In the second quarter of 2019, Samsung Electronics, a global leader in memory chips, reported a significant 53% year-on-year decline in net profit. This sharp drop was primarily caused by a severe downturn in the global memory chip market, characterized by falling prices and a supply glut.
Despite this financial pressure, Samsung made a strategic decision that surprised some analysts: it would not artificially cut its production of memory chips. Instead, it chose to maintain output and compete on volume and technology, betting on a future market recovery and aiming to solidify its long-term market dominance.
The profit plunge was almost entirely due to problems in the DRAM and NAND Flash memory chip markets, which are Samsung’s cash cows.
Falling Chip Prices:
Weakening Demand: Key customers, especially in the smartphone and data center sectors, were buying fewer chips. Smartphone sales were stagnating, and major cloud providers like Amazon and Google had built up large inventories of chips and were slowing their purchases.
Oversupply: The industry had been expanding production capacity in previous years to meet high demand. When demand slowed, a supply glut emerged, causing prices to crash. DRAM and NAND flash prices fell by over 20% in the first half of 2019.
The “Memory Chip Super Cycle” Ending:
2017 and 2018 were boom years for memory chips, a period often called a “super cycle” with record-high prices and profits. The 2019 downturn was the inevitable correction from that peak.
Trade Wars:
The ongoing US-China trade war created economic uncertainty, disrupted global supply chains, and dampened business investment, further reducing demand for electronics and components.

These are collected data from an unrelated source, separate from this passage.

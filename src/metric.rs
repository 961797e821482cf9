use std::sync::atomic::{AtomicI64, Ordering};
use std::sync::Arc;

use super::*;

/// A signed count that can be incremented and decremented.
#[derive(Debug, Default)]
pub struct Counter {
    count: AtomicI64,
}

impl Counter {
    pub fn new() -> Counter {
        Counter::default()
    }

    pub fn inc(&self) {
        self.inc_by(1);
    }

    pub fn inc_by(&self, n: i64) {
        self.count.fetch_add(n, Ordering::Relaxed);
    }

    pub fn dec(&self) {
        self.dec_by(1);
    }

    pub fn dec_by(&self, n: i64) {
        self.count.fetch_sub(n, Ordering::Relaxed);
    }

    pub fn count(&self) -> i64 {
        self.count.load(Ordering::Relaxed)
    }
}

/// A registered metric. Clones share the same underlying instance.
#[derive(Debug, Clone)]
pub enum Metric {
    Counter(Arc<Counter>),
    Histogram(Arc<Histogram>),
}

impl Metric {
    /// Human-readable kind, used in type mismatch errors.
    pub fn kind(&self) -> &'static str {
        match self {
            Metric::Counter(_) => "counter",
            Metric::Histogram(_) => "histogram",
        }
    }

    /// Whether both handles point at the same instance.
    pub fn ptr_eq(&self, other: &Metric) -> bool {
        match (self, other) {
            (Metric::Counter(a), Metric::Counter(b)) => Arc::ptr_eq(a, b),
            (Metric::Histogram(a), Metric::Histogram(b)) => Arc::ptr_eq(a, b),
            _ => false,
        }
    }

    pub fn as_counter(&self) -> Option<&Arc<Counter>> {
        match self {
            Metric::Counter(c) => Some(c),
            _ => None,
        }
    }

    pub fn as_histogram(&self) -> Option<&Arc<Histogram>> {
        match self {
            Metric::Histogram(h) => Some(h),
            _ => None,
        }
    }
}

impl From<Counter> for Metric {
    fn from(counter: Counter) -> Metric {
        Metric::Counter(Arc::new(counter))
    }
}

impl From<Histogram> for Metric {
    fn from(histogram: Histogram) -> Metric {
        Metric::Histogram(Arc::new(histogram))
    }
}

impl From<Arc<Counter>> for Metric {
    fn from(counter: Arc<Counter>) -> Metric {
        Metric::Counter(counter)
    }
}

impl From<Arc<Histogram>> for Metric {
    fn from(histogram: Arc<Histogram>) -> Metric {
        Metric::Histogram(histogram)
    }
}

#[test]
fn counter_moves_both_ways() {
    let c = Counter::new();
    c.inc();
    c.inc_by(5);
    c.dec();
    c.dec_by(10);
    assert_eq!(c.count(), -5);
}

#[test]
fn counter_sees_every_thread() {
    let c = Arc::new(Counter::new());
    let threads: Vec<_> = (0..4)
        .map(|_| {
            let c = c.clone();
            std::thread::spawn(move || {
                for _ in 0..1000 {
                    c.inc();
                }
            })
        })
        .collect();

    for t in threads {
        t.join().unwrap();
    }
    assert_eq!(c.count(), 4000);
}

#[test]
fn identity_is_by_instance() {
    let a = Metric::from(Counter::new());
    let b = a.clone();
    let c = Metric::from(Counter::new());
    let h = Metric::from(Histogram::uniform(1));

    assert!(a.ptr_eq(&b));
    assert!(!a.ptr_eq(&c));
    assert!(!a.ptr_eq(&h));
    assert_eq!(h.kind(), "histogram");
    assert!(h.as_histogram().is_some());
    assert!(h.as_counter().is_none());
}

This was the key strategic question. Conventional wisdom suggests that when prices fall due to oversupply, you should cut production to balance the market and prop up prices. Samsung’s rivals, like SK Hynix and Micron, were cutting back. Samsung’s refusal was a calculated gamble based on several factors:
Market Share Defense: As the market leader, cutting production would mean ceding market share to competitors. Samsung believed it could withstand the price pressure longer than its rivals and potentially force weaker players into a more difficult position.
Cost Leadership: Samsung has the industry’s lowest production costs due to its massive scale and advanced manufacturing technology. It could remain profitable even at lower prices that would cause losses for its competitors.
Betting on Future Demand: Samsung anticipated that demand would recover, driven by new technologies like 5G networks, new smartphone models (including its own), and the expansion of artificial intelligence and cloud computing. They wanted to have ample supply ready for this expected upturn.
Technology Transition: It was using the downturn to aggressively shift its production lines to newer, more advanced chip-making processes (e.g., 1y-nm DRAM and 90+ layer V-NAND). Maintaining high production volume helps in perfecting these new processes and driving down their costs faster.
Long-term vs. Short-term Pain: Samsung was willing to endure short-term profit pain to secure long-term strategic advantages, including stronger market dominance and a technological edge.
Samsung’s “no artificial cuts” stance had significant repercussions:
Prolonged the Price Slump: Its decision to keep the taps open contributed to the oversupply, causing the memory chip price decline to last longer than some analysts had predicted.
Intensified Competition: It sparked a brutal price war in the memory chip industry, putting immense financial pressure on smaller competitors.
Eventual Pivot: While Samsung publicly stated it wouldn’t make “artificial” cuts, it did eventually make more subtle adjustments to its production growth and capital expenditure plans later in the year as the market conditions persisted.
Proven Strategy (in the long run): Samsung’s strategy of maintaining investment during the downturn positioned it perfectly for the massive demand surge that came just a year later with the COVID-19 pandemic, which accelerated digital transformation and led to a new boom in chip demand.
In conclusion, the statement “Samsung’s 2019 Q2 net profit fell 53% and will not artificially reduce memory chip production” encapsulates a critical moment in the tech industry—a tale of a market leader using a cyclical downturn as a strategic weapon to reinforce its dominance, even at the cost of short-term financial performance.